Limiting Brute force SSH attempts with denyhosts
I sometimes tire of the constant amateur brute force attempts to break into my machines. One of the ways to limit these attempts in FreeBSD 6.X and PC-BSD as well as other UNIX like OS machines is by using denyhosts from within tcpwrappers in inetd. denyhosts can be configured to automatically deny SSH or ALL services to a particular host which is busily banging away at an attempt to break into your machine. Naturally, good strong passwords are the best way to limit the possibility of brute force breakins. But denyhosts also has the benefit of simply cutting them off and I like that.
On PCBSD you have denyhosts already set up for use except for changing the name of the default config file. On standard FreeBSD you’ll need to add denyhosts from ports or packages (see further down). Depending on your Linux distro you may already have it. You’ll have to research that on your own and remember the file locations here are for FreeBSD.

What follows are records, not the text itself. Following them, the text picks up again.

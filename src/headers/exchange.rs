//! The metadata exchange header pair.
//!
//! A proxy announces its identity by sending the payload, base64 encoded, in
//! the [`EXCHANGE_METADATA`] header, alongside a stable instance identifier in
//! [`EXCHANGE_METADATA_ID`]. The receiving proxy decodes the payload and
//! strips both headers before the traffic continues along the chain.

use base64::engine::general_purpose::STANDARD as BASE64;
use base64::Engine as _;
use thiserror::Error;

use crate::state::PeerInfo;

/// Header carrying the base64 encoded identity payload.
pub const EXCHANGE_METADATA: http::HeaderName =
    http::HeaderName::from_static("x-envoy-peer-metadata");

/// Header identifying the workload instance that produced the payload.
pub const EXCHANGE_METADATA_ID: http::HeaderName =
    http::HeaderName::from_static("x-envoy-peer-metadata-id");

/// Error for an exchange payload that is not valid base64.
#[derive(Debug, Error)]
#[error("exchange payload is not valid base64")]
pub struct DecodeError(#[from] base64::DecodeError);

/// Encode an identity payload as an exchange header value.
pub fn encode(info: &PeerInfo) -> http::HeaderValue {
    BASE64
        .encode(info.as_bytes())
        .parse()
        .expect("base64 output is a valid header value")
}

/// Decode an exchange payload from raw header bytes.
pub fn decode_slice(value: &[u8]) -> Result<PeerInfo, DecodeError> {
    Ok(PeerInfo::new(BASE64.decode(value)?))
}

/// Decode an exchange payload header value.
pub fn decode(value: &http::HeaderValue) -> Result<PeerInfo, DecodeError> {
    decode_slice(value.as_bytes())
}
use std::fs;
use std::path::{Path, PathBuf};
use std::time::Duration;
use serde::{Serialize, Deserialize};
use log::{debug, error, info};
use super::ui::TabPage;
use super::app::{AppModel, APP_HEADER_PADDING};
use super::backend::validate_base_url;
use super::error::ConfigError;

pub const DEFAULT_BACKEND_URL : &str = "http://127.0.0.1:8000";
pub const ENV_BACKEND_URL : &str = "LOGPANEL_BACKEND_URL";

const CONFIG_DIR_NAME : &str = "logpanel";
const CONFIG_FILE_NAME : &str = "config.toml";

// ---------- Settings model ----------
#[derive(Serialize, Deserialize, Debug, Clone, PartialEq)]
#[serde(default)]
pub struct Config {
    pub backend_url: String,
    /// `None` keeps the HTTP client's own default.
    pub request_timeout_secs: Option<u64>,
    pub pixels_per_point: f32,
}
impl Default for Config {
    fn default() -> Self {
        Self {
            backend_url: DEFAULT_BACKEND_URL.to_string(),
            request_timeout_secs: None,
            pixels_per_point: 1.2,
        }
    }
}

impl Config {
    pub fn default_path() -> Result<PathBuf, ConfigError> {
        let dir = dirs::config_dir().ok_or(ConfigError::NoConfigDir)?;
        Ok(dir.join(CONFIG_DIR_NAME).join(CONFIG_FILE_NAME))
    }

    /// A missing file yields the defaults.
    pub fn load_from(path: &Path) -> Result<Self, ConfigError> {
        if !path.exists() {
            debug!("No config at {}, using defaults", path.display());
            return Ok(Self::default());
        }
        let text = fs::read_to_string(path)?;
        Ok(toml::from_str(&text)?)
    }

    pub fn save_to(&self, path: &Path) -> Result<(), ConfigError> {
        if let Some(parent) = path.parent() {
            fs::create_dir_all(parent)?;
        }
        fs::write(path, toml::to_string_pretty(self)?)?;
        info!("Saved config to {}", path.display());
        Ok(())
    }

    pub fn with_env_override(mut self, value: Option<String>) -> Self {
        if let Some(url) = value.filter(|v| !v.trim().is_empty()) {
            debug!("Backend url overridden by {ENV_BACKEND_URL}");
            self.backend_url = url.trim().to_string();
        }
        self
    }

    /// Defaults, then the config file, then the environment. Problems with the
    /// file are logged and never stop the app from starting.
    pub fn load() -> Self {
        let from_file = Self::default_path().and_then(|p| Self::load_from(&p));
        let config = match from_file {
            Ok(c) => c,
            Err(e) => {
                error!("Couldn't load config, using defaults: {e}");
                Self::default()
            }
        };
        config.with_env_override(std::env::var(ENV_BACKEND_URL).ok())
    }

    pub fn save(&self) -> Result<(), ConfigError> {
        self.save_to(&Self::default_path()?)
    }

    pub fn request_timeout(&self) -> Option<Duration> {
        self.request_timeout_secs.map(Duration::from_secs)
    }
}

/// The “Settings” tab. Edits happen on a draft and only reach the model on Apply/Save.
pub struct SettingsPage {
    backend_url: String,
    timeout_secs: String,
}

impl SettingsPage {
    pub fn new(config: &Config) -> Self {
        let mut page = Self { backend_url: String::new(), timeout_secs: String::new() };
        page.load_draft(config);
        page
    }

    fn load_draft(&mut self, config: &Config) {
        self.backend_url = config.backend_url.clone();
        self.timeout_secs = config.request_timeout_secs
            .map(|t| t.to_string())
            .unwrap_or_default();
    }

    /// Builds the config the draft describes, or says what is wrong with it.
    fn draft_config(&self, current: &Config) -> Result<Config, String> {
        let backend_url = self.backend_url.trim().to_string();
        validate_base_url(&backend_url).map_err(|e| e.to_string())?;

        let timeout = self.timeout_secs.trim();
        let request_timeout_secs = if timeout.is_empty() {
            None
        } else {
            match timeout.parse::<u64>() {
                Ok(0) | Err(_) => return Err(format!("invalid request timeout '{timeout}'")),
                Ok(t) => Some(t),
            }
        };

        Ok(Config { backend_url, request_timeout_secs, ..current.clone() })
    }

    fn apply(&mut self, model: &mut AppModel, persist: bool) {
        match self.draft_config(&model.config) {
            Ok(config) => {
                model.config = config;
                model.record(format!("settings: backend is {}", model.config.backend_url));
                if persist {
                    if let Err(e) = model.config.save() {
                        let msg = format!("settings: couldn't save config! {e}");
                        error!("{}", &msg);
                        model.record(msg);
                    }
                }
            }
            Err(e) => {
                let msg = format!("settings: rejected, {e}");
                error!("{}", &msg);
                model.record(msg);
                self.load_draft(&model.config);
            }
        }
    }
}

impl TabPage for SettingsPage {
    fn id(&self) -> &'static str { "settings" }
    fn label(&self) -> &'static str { "Settings" }

    fn ui(&mut self, ui: &mut eframe::egui::Ui, model: &mut AppModel) {
        ui.heading("Settings");

        ui.add_space(APP_HEADER_PADDING);

        ui.horizontal(|ui| {
            let name_label = ui.label("Backend URL:");
            ui.text_edit_singleline(&mut self.backend_url)
                .labelled_by(name_label.id);
        });

        ui.horizontal(|ui| {
            let name_label = ui.label("Request timeout (seconds, empty for default):");
            ui.text_edit_singleline(&mut self.timeout_secs)
                .labelled_by(name_label.id);
        });

        ui.add_space(8.0);

        ui.horizontal(|ui| {
            if ui.button("Apply").clicked() {
                self.apply(model, false);
            }
            if ui.button("💾 Save").clicked() {
                self.apply(model, true);
            }
            if ui.button("Reset").clicked() {
                let defaults = Config::default();
                self.load_draft(&defaults);
                model.config = defaults;
                model.record("settings: restored defaults".to_string());
            }
        });
    }
}
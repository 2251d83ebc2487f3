use std::sync::mpsc::{channel, Receiver, Sender};
use std::thread;
use eframe::egui::*;
use log::info;

use super::ui::TabPage;
use super::app::{AppModel, APP_HEADER_PADDING};
use super::backend::{BackendClient, SearchReply, UploadReply};
use super::panel::{render_record, PanelState, SearchCriteria, SelectedFile};
use super::settings_page::Config;

const ERROR_COLOR : Color32 = Color32::from_rgb(0xff, 0x4d, 0x4d);
const SUCCESS_COLOR : Color32 = Color32::from_rgb(0x4c, 0xaf, 0x50);
const FIELD_SPACING : f32 = 10.0;

/// A finished request, handed back from its worker thread.
enum Completion {
    Upload { file: String, reply: UploadReply },
    Search { criteria: SearchCriteria, reply: SearchReply },
}

/// The “Upload & Search” tab. Requests run on worker threads; their replies
/// are applied to the panel state in the order they arrive.
pub struct UploadSearchPage {
    state: PanelState,
    tx: Sender<Completion>,
    rx: Receiver<Completion>,
}

impl Default for UploadSearchPage {
    fn default() -> Self {
        let (tx, rx) = channel();
        Self { state: PanelState::default(), tx, rx }
    }
}

impl UploadSearchPage {
    fn pick_file(&mut self) {
        if let Some(path) = rfd::FileDialog::new()
            .add_filter("Log archive", &["tgz"])
            .set_directory(".")
            .pick_file()
        {
            self.state.select_file(SelectedFile::from_path(path));
        }
    }

    fn start_upload(&mut self, ctx: &Context, config: &Config) {
        let Some(file) = self.state.begin_upload() else { return };
        let config = config.clone();
        let tx = self.tx.clone();
        let ctx = ctx.clone();

        thread::spawn(move || {
            let reply = match BackendClient::new(&config) {
                Ok(client) => client.upload(&file),
                Err(e) => UploadReply::Transport(e.to_string()),
            };
            let _ = tx.send(Completion::Upload { file: file.name, reply });
            ctx.request_repaint();
        });
    }

    fn start_search(&mut self, ctx: &Context, config: &Config) {
        let criteria = self.state.criteria.clone();
        let config = config.clone();
        let tx = self.tx.clone();
        let ctx = ctx.clone();

        thread::spawn(move || {
            let reply = match BackendClient::new(&config) {
                Ok(client) => client.search(&criteria),
                Err(e) => SearchReply::Transport(e.to_string()),
            };
            let _ = tx.send(Completion::Search { criteria, reply });
            ctx.request_repaint();
        });
    }

    fn apply(&mut self, completion: Completion, model: &mut AppModel) {
        match completion {
            Completion::Upload { file, reply } => {
                self.state.finish_upload(reply);
                model.record(format!("upload: {} -> {}", file, self.state.status));
            }
            Completion::Search { criteria, reply } => {
                self.state.finish_search(reply);
                let query = criteria.query_pairs().iter()
                    .map(|(k, v)| format!("{k}={v}"))
                    .collect::<Vec<_>>()
                    .join("&");
                model.record(format!("search: [{}] -> {} ({} results)",
                    query, self.state.status, self.state.results.len()));
            }
        }
    }

    fn status_banner(&self, ui: &mut Ui) {
        let fill = if self.state.status_is_error() { ERROR_COLOR } else { SUCCESS_COLOR };
        Frame::new()
            .fill(fill)
            .corner_radius(CornerRadius::same(5))
            .inner_margin(Margin::same(10))
            .show(ui, |ui| {
                ui.set_width(ui.available_width());
                ui.vertical_centered(|ui| {
                    ui.colored_label(Color32::WHITE, &self.state.status);
                });
            });
    }

    fn search_field(ui: &mut Ui, value: &mut String, hint: &str) {
        ui.add(TextEdit::singleline(value)
            .hint_text(hint)
            .desired_width(f32::INFINITY));
        ui.add_space(FIELD_SPACING);
    }
}

impl TabPage for UploadSearchPage {
    fn id(&self) -> &'static str { "upload_search" }
    fn label(&self) -> &'static str { "Upload & Search" }

    fn poll(&mut self, _ctx: &Context, model: &mut AppModel) {
        while let Ok(completion) = self.rx.try_recv() {
            self.apply(completion, model);
        }
    }

    fn ui(&mut self, ui: &mut Ui, model: &mut AppModel) {
        ui.heading("Upload .tgz File");

        ui.add_space(APP_HEADER_PADDING);

        ui.horizontal(|ui| {
            if ui.button("📂 Choose file").clicked() {
                self.pick_file();
            }
            match &self.state.selected_file {
                Some(file) => ui.label(&file.name),
                None => ui.weak("No file chosen"),
            };
        });
        ui.add_space(FIELD_SPACING);
        if ui.button("Upload").clicked() {
            self.start_upload(ui.ctx(), &model.config);
        }

        ui.add_space(APP_HEADER_PADDING);

        if self.state.loading {
            ui.horizontal(|ui| {
                ui.add(Spinner::new());
                ui.label("Uploading…");
            });
            ui.add_space(APP_HEADER_PADDING);
        }

        if !self.state.status.is_empty() {
            self.status_banner(ui);
            ui.add_space(APP_HEADER_PADDING);
        }

        let criteria = &mut self.state.criteria;
        Self::search_field(ui, &mut criteria.search_string, "Search (e.g., account_id=264684)");
        Self::search_field(ui, &mut criteria.earliest_time, "Earliest Time (Epoch)");
        Self::search_field(ui, &mut criteria.latest_time, "Latest Time (Epoch)");
        if ui.button("Search Logs").clicked() {
            info!("Searching {}", model.config.backend_url);
            self.start_search(ui.ctx(), &model.config);
        }

        if !self.state.results.is_empty() {
            ui.add_space(APP_HEADER_PADDING);
            ui.heading("Search Results:");
            ScrollArea::vertical()
                .id_salt("results_scroll")
                .auto_shrink([false; 2])
                .show(ui, |ui| {
                    for record in &self.state.results {
                        ui.monospace(render_record(record));
                        ui.separator();
                    }
                });
        }
    }
}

cp /usr/local/share/denyhosts/denyhosts.cfg-dist /usr/local/share/denyhosts/denyhosts.cfg
then
vi /usr/local/share/denyhosts/denyhosts.cfg
to check the defaults. I allowed mine to fetch data from the sync server
# To enable synchronization, you must uncomment the following line:
#SYNC_SERVER = http://xmlrpc.denyhosts.net:9911
then /usr/local/etc/rc.d/denyhosts.sh start
[root@PCBSD /usr/ports/lang/php5]# tail -f /var/log/auth.log
Apr 13 08:30:54 PCBSD sshd[84345]: Failed password for root from 69.15.145.108 port 55955 ssh2
Apr 13 08:30:55 PCBSD sshd[84347]: Failed password for root from 69.15.145.108 port 55986 ssh2
Apr 13 08:30:56 PCBSD sshd[84353]: Failed password for root from 69.15.145.108 port 56017 ssh2
Apr 13 08:30:57 PCBSD sshd[84355]: Failed password for root from 69.15.145.108 port 56048 ssh2
Apr 13 08:30:57 PCBSD sshd[84357]: Failed password for root from 69.15.145.108 port 56079 ssh2
Apr 13 08:30:58 PCBSD sshd[84359]: Failed password for root from 69.15.145.108 port 56110 ssh2
Apr 13 08:30:59 PCBSD sshd[84361]: Failed password for root from 69.15.145.108 port 56140 ssh2
Apr 13 08:31:00 PCBSD sshd[84367]: Failed password for root from 69.15.145.108 port 56173 ssh2
Apr 13 08:31:01 PCBSD sshd[84369]: Failed password for root from 69.15.145.108 port 56203 ssh2
Apr 13 08:31:01 PCBSD sshd[84371]: twist 69.15.145.108 to /bin/echo “Server sshd denied from 69.15.145.108″
as you can see from the logs- it stopped an attempt within seconds.
denyhosts contains the deamon log entries.
[root@PCBSD /usr/ports/lang/php5]# tail /var/log/denyhosts
2007-04-13 10:36:38,269 - denyhosts : INFO send daemon process a TERM signal to terminate cleanly
2007-04-13 10:36:38,269 - denyhosts : INFO eg. kill -TERM 92229
2007-04-13 10:36:38,272 - denyhosts : INFO monitoring log: /var/log/auth.log
2007-04-13 10:36:38,273 - denyhosts : INFO sync_time: 3600
2007-04-13 10:36:38,274 - denyhosts : INFO daemon_purge: 600
2007-04-13 10:36:38,275 - denyhosts : INFO daemon_sleep: 30
2007-04-13 10:36:38,276 - denyhosts : INFO purge_sleep_ratio: 20
2007-04-13 10:36:38,276 - denyhosts : INFO denyhosts synchronization disabled
2007-04-13 10:46:38,310 - denyfileutil: INFO purging entries older than: Fri Apr 13 10:26:38 2007
2007-04-13 10:46:38,313 - denyfileutil: INFO num entries purged: 0
this is configured by /etc/hosts.allow - make sure you have these entries:
# denyhosts
sshd : /etc/hosts.deniedssh \
: severity auth.info \
: twist /bin/echo “Server %d denied from %h”
: deny
sshd : ALL : allow
If you’re not familiar with twist, it is part of tcpwrappers. The twist directive replaces the requested
service with some other actions. You can also expand with this directive to include the daemon process (%d) and host name (%h)
See the docs at http://www.freebsd.org/doc/en_US.ISO8859-1/books/handbook/tcpwrappers.html
for more details.
On standard FreeBSD 6.x you should find denyhosts in /usr/ports/security/denyhosts or you may add it as a package with
pkg_add -r - you’ll still need to rename the dist config file as above.
Good luck and may your log files now be shorter.